His face, which she loved so dearly, was composed and calm. Why had she been frightened? Was it because she was coming to a new place? No. She was never frightened of a new place. She loved new places and new people because she always conquered them with her charm. She did not pride herself on her charm. She had no conceit. But she was pleased, as anyone would be, with its effects.

Was it because her new home was his old home that she was frightened? No. Anything that was his was hers. He gave her everything freely, abundantly, completely. She would never feel a stranger where he was.

Was it because of herself that she was frightened? She sat up very straight and looked out of the window, shaking her little head as though she would have the sun penetrate and enrich the curls.

Well, what about herself? For six months she had made Julius so happy that he told her he was 'mad' with happiness. She had behaved well. She had lost her temper only twice, once with that silly old Mrs.
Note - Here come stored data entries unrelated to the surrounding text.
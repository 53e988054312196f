use std::collections::BTreeSet;

use crate::{
    animation::ease::Ease,
    animation::tween::{Prop, TweenHandle, TweenSpec, Value},
    foundation::core::Millis,
    foundation::error::WeaveResult,
    page::events::PageEvent,
    page::model::ElementId,
    page::ops::DomOp,
    runtime::task::{EffectCx, EffectTask},
    runtime::timer::Deadline,
    style::tokens::{StyleTokens, names},
    style::units::secs_to_millis,
};

pub const DEFAULT_MIN_DISPLAY_MS: u64 = 3000;
pub const DEFAULT_ANIMATION_DURATION_S: f64 = 1.5;
pub const DEFAULT_FADE_DURATION_S: f64 = 0.5;
const PULSE_SCALE: f64 = 1.05;
const ENGINE_RETRY_MS: u64 = 500;
const MAX_ENGINE_RETRIES: u32 = 20;

/// Looping animation shown on the preloader object while waiting.
#[derive(Clone, Copy, Debug, PartialEq, Eq, serde::Serialize, serde::Deserialize)]
pub enum PreloaderAnimation {
    Pulse,
    Rotate,
    None,
    Default,
}

impl PreloaderAnimation {
    pub fn parse(raw: &str) -> Self {
        match raw.trim() {
            "pulse" => Self::Pulse,
            "rotate" => Self::Rotate,
            "none" => Self::None,
            _ => Self::Default,
        }
    }
}

/// Preloader tunables, read once from the design tokens.
#[derive(Clone, Copy, Debug, PartialEq, serde::Serialize, serde::Deserialize)]
pub struct PreloaderConfig {
    pub enabled: bool,
    pub animation: PreloaderAnimation,
    pub min_display_ms: u64,
    pub animation_duration_s: f64,
    pub fade_duration_s: f64,
}

impl PreloaderConfig {
    pub fn from_tokens(tokens: &StyleTokens) -> Self {
        let min_display_secs = tokens.raw(names::MIN_DISPLAY_TIME).and_then(
            crate::style::units::parse_positive_scalar,
        );
        Self {
            enabled: tokens.flag_enabled(names::ACTIVATE_PRELOADER),
            animation: PreloaderAnimation::parse(
                tokens.raw(names::PRELOADER_ANIMATION).unwrap_or_default(),
            ),
            min_display_ms: min_display_secs
                .map(secs_to_millis)
                .unwrap_or(DEFAULT_MIN_DISPLAY_MS),
            animation_duration_s: tokens
                .scalar_or(names::ANIMATION_DURATION, DEFAULT_ANIMATION_DURATION_S),
            fade_duration_s: tokens.scalar_or(names::FADE_DURATION, DEFAULT_FADE_DURATION_S),
        }
    }
}

/// Lifecycle of the full-screen overlay. `Hidden` is terminal.
#[derive(Clone, Copy, Debug, PartialEq, Eq)]
pub enum PreloaderState {
    Disabled,
    Active,
    Hidden,
}

/// Controller for the loading overlay.
///
/// Races two readiness signals — the page-load event followed by every
/// image settling, and the minimum-display deadline — and hides only
/// when both have settled. The runtime constructs at most one instance
/// per page.
pub struct PreloaderController {
    section: ElementId,
    object: Option<ElementId>,
    config: PreloaderConfig,
    state: PreloaderState,
    started_at: Millis,
    page_loaded: bool,
    tracking_started: bool,
    pending_images: BTreeSet<ElementId>,
    engine_retry: Deadline,
    retries_left: u32,
    min_display: Deadline,
    loop_tween: Option<TweenHandle>,
    fade_tween: Option<TweenHandle>,
}

impl PreloaderController {
    pub fn new(
        section: ElementId,
        object: Option<ElementId>,
        config: PreloaderConfig,
        cx: &mut EffectCx<'_>,
    ) -> Self {
        let mut controller = Self {
            section,
            object,
            config,
            state: PreloaderState::Disabled,
            started_at: cx.now,
            page_loaded: false,
            tracking_started: false,
            pending_images: BTreeSet::new(),
            engine_retry: Deadline::new(),
            retries_left: MAX_ENGINE_RETRIES,
            min_display: Deadline::new(),
            loop_tween: None,
            fade_tween: None,
        };

        if !config.enabled {
            cx.sink.apply(DomOp::SetDisplayNone { element: section });
            return controller;
        }

        controller.state = PreloaderState::Active;
        cx.sink.apply(DomOp::AddClass {
            element: section,
            class: "preloader-active".to_string(),
        });
        cx.sink.apply(DomOp::SetOpacity {
            element: section,
            value: 1.0,
        });
        controller.min_display.arm(cx.now.plus(config.min_display_ms));
        controller.start_animation(cx);
        controller
    }

    pub fn state(&self) -> PreloaderState {
        self.state
    }

    pub fn is_hidden(&self) -> bool {
        self.state == PreloaderState::Hidden
    }

    fn start_animation(&mut self, cx: &mut EffectCx<'_>) {
        let now = cx.now;
        if let Some(handle) = self.loop_tween.take() {
            if let Some(engine) = cx.engine() {
                engine.kill(handle);
            }
        }

        let Some(object) = self.object else {
            return;
        };
        cx.sink.apply(DomOp::SetOpacity {
            element: object,
            value: 1.0,
        });

        let spec = match self.config.animation {
            PreloaderAnimation::Pulse => TweenSpec::to(
                vec![(Prop::Scale, Value::Scalar(PULSE_SCALE))],
                self.config.animation_duration_s,
                Ease::InOutSine,
            )
            .looped(true),
            PreloaderAnimation::Rotate => TweenSpec::to(
                vec![(Prop::RotationDeg, Value::Scalar(360.0))],
                self.config.animation_duration_s,
                Ease::Linear,
            )
            .looped(false),
            PreloaderAnimation::None | PreloaderAnimation::Default => return,
        };

        if let Some(engine) = cx.engine() {
            match engine.tween(object, spec, now) {
                Ok(handle) => self.loop_tween = Some(handle),
                Err(err) => tracing::warn!(%err, "preloader loop animation rejected"),
            }
        }
    }

    fn begin_image_tracking(&mut self, cx: &mut EffectCx<'_>) {
        if self.state != PreloaderState::Active || self.tracking_started {
            return;
        }

        if cx.engine.is_none() && self.retries_left > 0 {
            self.retries_left -= 1;
            self.engine_retry.arm(cx.now.plus(ENGINE_RETRY_MS));
            tracing::debug!(
                retries_left = self.retries_left,
                "engine not attached; retrying image tracking"
            );
            return;
        }

        self.tracking_started = true;
        self.pending_images = cx
            .doc
            .images()
            .into_iter()
            .filter(|&img| !cx.doc.is_image_complete(img))
            .collect();
        if self.pending_images.is_empty() {
            self.mark_loaded(cx);
        }
    }

    fn mark_loaded(&mut self, cx: &mut EffectCx<'_>) {
        self.page_loaded = true;
        self.check_hide(cx);
    }

    /// Hide-gate check; safe to call any number of times.
    pub fn check_hide(&mut self, cx: &mut EffectCx<'_>) {
        if self.state != PreloaderState::Active {
            return;
        }
        let elapsed = cx.now.since(self.started_at);
        if self.page_loaded && elapsed >= self.config.min_display_ms {
            self.hide(cx);
        }
    }

    fn hide(&mut self, cx: &mut EffectCx<'_>) {
        self.state = PreloaderState::Hidden;
        self.min_display.cancel();
        self.engine_retry.cancel();

        let now = cx.now;
        let loop_tween = self.loop_tween.take();
        if cx.engine.is_none() {
            self.finish_hide(cx);
            return;
        }

        let result = {
            let Some(engine) = cx.engine() else {
                return;
            };
            if let Some(handle) = loop_tween {
                engine.kill(handle);
            }
            let spec = TweenSpec::to(
                vec![(Prop::Opacity, Value::Scalar(0.0))],
                self.config.fade_duration_s,
                Ease::OutCubic,
            );
            engine.tween(self.section, spec, now)
        };
        match result {
            Ok(handle) => self.fade_tween = Some(handle),
            Err(err) => {
                tracing::warn!(%err, "preloader fade rejected; hiding immediately");
                self.finish_hide(cx);
            }
        }
    }

    fn finish_hide(&mut self, cx: &mut EffectCx<'_>) {
        self.fade_tween = None;
        cx.sink.apply(DomOp::SetHidden {
            element: self.section,
            hidden: true,
        });
        cx.sink.apply(DomOp::SetDisplayNone {
            element: self.section,
        });
    }
}

impl EffectTask for PreloaderController {
    fn name(&self) -> &'static str {
        "preloader"
    }

    fn handle(&mut self, event: &PageEvent, cx: &mut EffectCx<'_>) -> WeaveResult<()> {
        match event {
            PageEvent::WindowLoad => self.begin_image_tracking(cx),
            PageEvent::ImageSettled { element } => {
                if self.tracking_started
                    && self.pending_images.remove(element)
                    && self.pending_images.is_empty()
                {
                    self.mark_loaded(cx);
                }
            }
            PageEvent::FrameTick => {
                if self.engine_retry.fire_if_due(cx.now) {
                    self.begin_image_tracking(cx);
                }
                if self.min_display.fire_if_due(cx.now) {
                    self.check_hide(cx);
                }
            }
            PageEvent::TweenCompleted { handle } => {
                if self.fade_tween == Some(*handle) {
                    self.finish_hide(cx);
                }
            }
            _ => {}
        }
        Ok(())
    }

    fn on_engine_attached(&mut self, cx: &mut EffectCx<'_>) -> WeaveResult<()> {
        if self.state == PreloaderState::Active && self.loop_tween.is_none() {
            self.start_animation(cx);
        }
        Ok(())
    }
}

#[cfg(test)]
#[path = "../../tests/unit/effects/preloader.rs"]
mod tests;
//! Parsing for CSS-like numeric tokens (`"3s"`, `"120%"`, `"400"`).
//!
//! Absence of a usable value is never an error: every tunable in the
//! system falls back to a documented default instead.

/// Parse a raw token into a positive finite number.
///
/// Trailing alphabetic or `%` unit suffixes are stripped before parsing
/// (`"3s"` -> 3.0, `"250%"` -> 250.0). Returns `None` — meaning "use the
/// default" — for empty input, non-numeric input, non-finite values, and
/// values `<= 0`.
pub fn parse_positive_scalar(raw: &str) -> Option<f64> {
    let trimmed = raw.trim();
    if trimmed.is_empty() {
        return None;
    }
    let stripped = trimmed.trim_end_matches(|c: char| c.is_ascii_alphabetic() || c == '%');
    let value: f64 = stripped.trim().parse().ok()?;
    (value.is_finite() && value > 0.0).then_some(value)
}

/// Like [`parse_positive_scalar`] but also accepts zero (crop insets may
/// legitimately be `0%`).
pub fn parse_non_negative_scalar(raw: &str) -> Option<f64> {
    let trimmed = raw.trim();
    if trimmed.is_empty() {
        return None;
    }
    let stripped = trimmed.trim_end_matches(|c: char| c.is_ascii_alphabetic() || c == '%');
    let value: f64 = stripped.trim().parse().ok()?;
    (value.is_finite() && value >= 0.0).then_some(value)
}

/// Parse-or-default convenience for the positive policy.
pub fn parse_or(raw: &str, default: f64) -> f64 {
    parse_positive_scalar(raw).unwrap_or(default)
}

/// Convert a duration in seconds to whole milliseconds.
pub fn secs_to_millis(secs: f64) -> u64 {
    (secs * 1000.0).round().max(0.0) as u64
}

#[cfg(test)]
#[path = "../../tests/unit/style/units.rs"]
mod tests;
Gayner, the housekeeper whom Julius adored so. Only once had she broken something and then it was only a glass—old it was, but you could always find another like it. She had forgotten engagements scarcely at all and had shown impatience with tiresome visitors very seldom. She could not help it if she showed her feelings clearly. That was her character. After all, she loved people twice as often as she hated them. She had tried in every way to make herself a good wife and she had succeeded.

Was she frightened because he was fifteen years older than she? The husband ought to be older than the wife. When Julius was sixty she would be forty-five, an old, old woman.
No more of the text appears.